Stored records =

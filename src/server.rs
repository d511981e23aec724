//! HTTP server and route table

use std::net::SocketAddr;
use axum::{
    extract::DefaultBodyLimit,
    http::{HeaderName, HeaderValue, Method},
    middleware,
    routing::{get, post, put},
    Router,
};
use tokio::net::TcpListener;
use tower::ServiceBuilder;
use tower_http::{
    cors::{AllowOrigin, Any, CorsLayer},
    request_id::{MakeRequestUuid, PropagateRequestIdLayer, SetRequestIdLayer},
    services::ServeDir,
    trace::TraceLayer,
};
use tracing::{info, warn};
use crate::config::ServerConfig;
use crate::handlers::{admin, auth, events, health, listings, posts, profiles};
use crate::middleware::{log_requests, logging::REQUEST_ID_HEADER};
use crate::state::AppState;
use crate::utils::errors::{KarmaHubError, Result};

/// Routes mounted under `/api/v1`
fn api_routes() -> Router<AppState> {
    Router::new()
        .route("/auth/signup", post(auth::sign_up))
        .route("/auth/signin", post(auth::sign_in))
        .route("/me", get(profiles::get_me).patch(profiles::update_me))
        .route("/me/listings", get(profiles::my_listings))
        .route("/me/purchases", get(profiles::my_purchases))
        .route("/me/transactions", get(profiles::my_transactions))
        .route("/me/attendances", get(profiles::my_attendances))
        .route("/me/registrations", get(profiles::my_registrations))
        .route("/me/posts", get(profiles::my_posts))
        .route("/profiles/:id", get(profiles::get_profile))
        .route("/listings", get(listings::browse).post(listings::create_listing))
        .route(
            "/listings/:id",
            get(listings::get_listing)
                .patch(listings::update_listing)
                .delete(listings::delete_listing),
        )
        .route("/listings/:id/images", post(listings::attach_image))
        .route("/listings/:id/purchase", post(listings::start_purchase))
        .route("/transactions/:id/pay", post(listings::confirm_payment))
        .route("/transactions/:id/cancel", post(listings::cancel_payment))
        .route("/events", get(events::list_events))
        .route("/events/:id", get(events::get_event))
        .route("/events/:id/check-in", post(events::check_in))
        .route("/events/:id/check-out", post(events::check_out))
        .route("/events/:id/register", post(events::register))
        .route("/posts", get(profiles::my_posts))
        .route("/posts/generate", post(posts::generate))
        .route("/posts/:id", axum::routing::delete(posts::delete_post))
        .route("/templates", get(posts::list_templates).post(posts::create_template))
        .route("/templates/:id", axum::routing::delete(posts::delete_template))
        .nest("/admin", admin_routes())
}

fn admin_routes() -> Router<AppState> {
    Router::new()
        .route("/stats", get(admin::stats))
        .route("/users", get(admin::list_users))
        .route("/users/:id/role", put(admin::set_role))
        .route("/listings", get(admin::list_listings))
        .route("/events", post(admin::create_event))
        .route(
            "/events/:id",
            axum::routing::patch(admin::update_event).delete(admin::delete_event),
        )
        .route("/events/:id/attendance", get(admin::event_attendance))
        .route("/events/:id/attendance.csv", get(admin::export_attendance))
        .route("/events/:id/registrations", get(admin::event_registrations))
        .route("/attendance/:id/status", put(admin::set_attendance_status))
        .route("/registrations/:id/review", put(admin::review_registration))
}

fn cors_layer(config: &ServerConfig) -> CorsLayer {
    let methods = [Method::GET, Method::POST, Method::PUT, Method::PATCH, Method::DELETE];

    if config.cors_origins.iter().any(|o| o == "*") {
        return CorsLayer::new().allow_origin(Any).allow_methods(methods).allow_headers(Any);
    }

    let origins: Vec<HeaderValue> = config
        .cors_origins
        .iter()
        .filter_map(|origin| match HeaderValue::from_str(origin) {
            Ok(value) => Some(value),
            Err(_) => {
                warn!(origin = %origin, "Ignoring invalid CORS origin");
                None
            }
        })
        .collect();

    CorsLayer::new()
        .allow_origin(AllowOrigin::list(origins))
        .allow_methods(methods)
        .allow_headers(Any)
}

/// Build the full application router
pub fn build_router(state: AppState) -> Router {
    let request_id = HeaderName::from_static(REQUEST_ID_HEADER);
    let files = ServeDir::new(state.services.storage_service.root_dir());
    let body_limit = state.settings.server.request_body_limit_bytes;
    let cors = cors_layer(&state.settings.server);

    Router::new()
        .route("/healthz", get(health::health_check))
        .route("/readyz", get(health::readiness_check))
        .nest("/api/v1", api_routes())
        .nest_service("/files", files)
        .layer(DefaultBodyLimit::max(body_limit))
        .layer(middleware::from_fn(log_requests))
        .layer(
            ServiceBuilder::new()
                .layer(SetRequestIdLayer::new(request_id.clone(), MakeRequestUuid))
                .layer(TraceLayer::new_for_http())
                .layer(PropagateRequestIdLayer::new(request_id))
                .layer(cors),
        )
        .with_state(state)
}

/// HTTP server bound to the configured address
pub struct Server {
    addr: SocketAddr,
    router: Router,
}

impl Server {
    pub fn new(state: AppState) -> Result<Self> {
        let addr: SocketAddr = state
            .settings
            .server
            .bind_addr
            .parse()
            .map_err(|e| KarmaHubError::Config(format!("Invalid server.bind_addr: {}", e)))?;

        Ok(Self {
            addr,
            router: build_router(state),
        })
    }

    /// Serve until Ctrl-C or SIGTERM
    pub async fn run(self) -> Result<()> {
        let listener = TcpListener::bind(self.addr).await?;
        info!(addr = %self.addr, "HTTP server listening");

        axum::serve(listener, self.router)
            .with_graceful_shutdown(shutdown_signal())
            .await?;

        info!("HTTP server stopped");
        Ok(())
    }
}

async fn shutdown_signal() {
    let ctrl_c = async {
        if let Err(e) = tokio::signal::ctrl_c().await {
            warn!(error = %e, "Failed to listen for Ctrl-C");
        }
    };

    #[cfg(unix)]
    let terminate = async {
        match tokio::signal::unix::signal(tokio::signal::unix::SignalKind::terminate()) {
            Ok(mut signal) => {
                signal.recv().await;
            }
            Err(e) => warn!(error = %e, "Failed to listen for SIGTERM"),
        }
    };

    #[cfg(not(unix))]
    let terminate = std::future::pending::<()>();

    tokio::select! {
        _ = ctrl_c => {},
        _ = terminate => {},
    }

    info!("Shutdown signal received");
}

EXERCISE INSTRUCTIONS =
Lines of the data above that include the string "match" must each be copied.

REPLY TO THE TASK =
        .filter_map(|origin| match HeaderValue::from_str(origin) {
        match tokio::signal::unix::signal(tokio::signal::unix::SignalKind::terminate()) {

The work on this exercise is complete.